===== Material for this exercise =====

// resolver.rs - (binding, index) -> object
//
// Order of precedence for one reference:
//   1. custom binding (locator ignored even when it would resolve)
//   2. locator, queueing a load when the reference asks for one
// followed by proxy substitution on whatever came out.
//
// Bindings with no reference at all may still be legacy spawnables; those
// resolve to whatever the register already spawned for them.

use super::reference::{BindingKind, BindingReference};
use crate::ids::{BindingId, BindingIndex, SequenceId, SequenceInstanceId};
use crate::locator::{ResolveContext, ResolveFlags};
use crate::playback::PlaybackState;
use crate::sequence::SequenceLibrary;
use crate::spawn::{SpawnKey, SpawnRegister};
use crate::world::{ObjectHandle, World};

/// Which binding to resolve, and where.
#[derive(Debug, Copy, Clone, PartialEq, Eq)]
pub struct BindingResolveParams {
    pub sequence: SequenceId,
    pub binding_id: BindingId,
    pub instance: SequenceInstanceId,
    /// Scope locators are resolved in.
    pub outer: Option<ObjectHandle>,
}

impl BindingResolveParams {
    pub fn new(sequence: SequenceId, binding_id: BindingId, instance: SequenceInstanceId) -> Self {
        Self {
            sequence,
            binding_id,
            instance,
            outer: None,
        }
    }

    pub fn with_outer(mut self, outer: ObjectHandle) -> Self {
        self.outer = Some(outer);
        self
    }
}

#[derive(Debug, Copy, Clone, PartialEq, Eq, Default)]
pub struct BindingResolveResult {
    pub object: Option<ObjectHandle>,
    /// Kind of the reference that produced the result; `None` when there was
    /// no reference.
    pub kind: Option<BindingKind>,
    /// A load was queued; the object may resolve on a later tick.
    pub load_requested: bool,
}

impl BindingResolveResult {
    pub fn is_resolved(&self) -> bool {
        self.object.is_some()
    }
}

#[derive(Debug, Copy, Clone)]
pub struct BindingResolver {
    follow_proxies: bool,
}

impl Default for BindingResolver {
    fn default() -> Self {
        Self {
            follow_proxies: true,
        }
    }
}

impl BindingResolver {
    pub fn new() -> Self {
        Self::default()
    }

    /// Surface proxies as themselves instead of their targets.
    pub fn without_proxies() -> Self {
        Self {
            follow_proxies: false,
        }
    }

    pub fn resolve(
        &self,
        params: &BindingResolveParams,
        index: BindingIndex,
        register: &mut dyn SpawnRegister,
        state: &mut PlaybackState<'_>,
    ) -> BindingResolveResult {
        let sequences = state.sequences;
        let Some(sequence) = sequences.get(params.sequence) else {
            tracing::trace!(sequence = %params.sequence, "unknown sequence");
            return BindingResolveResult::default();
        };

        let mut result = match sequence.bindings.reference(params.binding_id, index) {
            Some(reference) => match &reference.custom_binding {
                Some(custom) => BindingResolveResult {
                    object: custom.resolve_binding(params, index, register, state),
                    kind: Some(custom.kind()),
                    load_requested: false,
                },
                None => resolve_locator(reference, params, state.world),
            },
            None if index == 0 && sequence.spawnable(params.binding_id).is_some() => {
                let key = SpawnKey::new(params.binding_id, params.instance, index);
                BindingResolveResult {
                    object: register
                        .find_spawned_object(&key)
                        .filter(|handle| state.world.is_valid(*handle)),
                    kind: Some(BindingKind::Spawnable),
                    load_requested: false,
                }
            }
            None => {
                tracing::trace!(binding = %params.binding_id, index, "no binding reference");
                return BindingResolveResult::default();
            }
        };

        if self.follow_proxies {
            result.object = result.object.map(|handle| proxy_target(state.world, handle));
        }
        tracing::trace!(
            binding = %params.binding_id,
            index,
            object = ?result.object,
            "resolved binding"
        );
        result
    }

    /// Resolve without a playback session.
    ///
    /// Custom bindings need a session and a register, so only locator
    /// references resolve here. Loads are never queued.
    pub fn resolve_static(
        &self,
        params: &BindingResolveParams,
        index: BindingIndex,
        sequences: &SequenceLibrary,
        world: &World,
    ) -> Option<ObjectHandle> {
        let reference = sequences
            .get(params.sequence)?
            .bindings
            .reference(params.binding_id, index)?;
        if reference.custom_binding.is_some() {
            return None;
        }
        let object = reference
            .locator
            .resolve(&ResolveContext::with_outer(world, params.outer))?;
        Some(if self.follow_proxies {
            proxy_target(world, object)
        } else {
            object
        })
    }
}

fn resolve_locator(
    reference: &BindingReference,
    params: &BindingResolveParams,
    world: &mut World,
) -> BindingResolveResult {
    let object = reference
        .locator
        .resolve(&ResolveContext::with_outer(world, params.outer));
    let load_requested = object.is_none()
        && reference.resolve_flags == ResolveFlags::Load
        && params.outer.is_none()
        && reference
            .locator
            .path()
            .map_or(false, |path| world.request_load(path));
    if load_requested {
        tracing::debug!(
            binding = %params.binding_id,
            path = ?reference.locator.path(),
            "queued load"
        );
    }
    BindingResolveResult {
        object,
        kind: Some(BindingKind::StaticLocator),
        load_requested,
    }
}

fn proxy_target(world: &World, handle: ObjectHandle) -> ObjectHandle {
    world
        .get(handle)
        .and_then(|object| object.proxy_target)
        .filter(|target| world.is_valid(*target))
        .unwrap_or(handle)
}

=====

## [Work to be completed]
Search the material above for the string "SpawnRegister", and copy every line in which it turns up.

## [Written reply]
use crate::spawn::{SpawnKey, SpawnRegister};
        register: &mut dyn SpawnRegister,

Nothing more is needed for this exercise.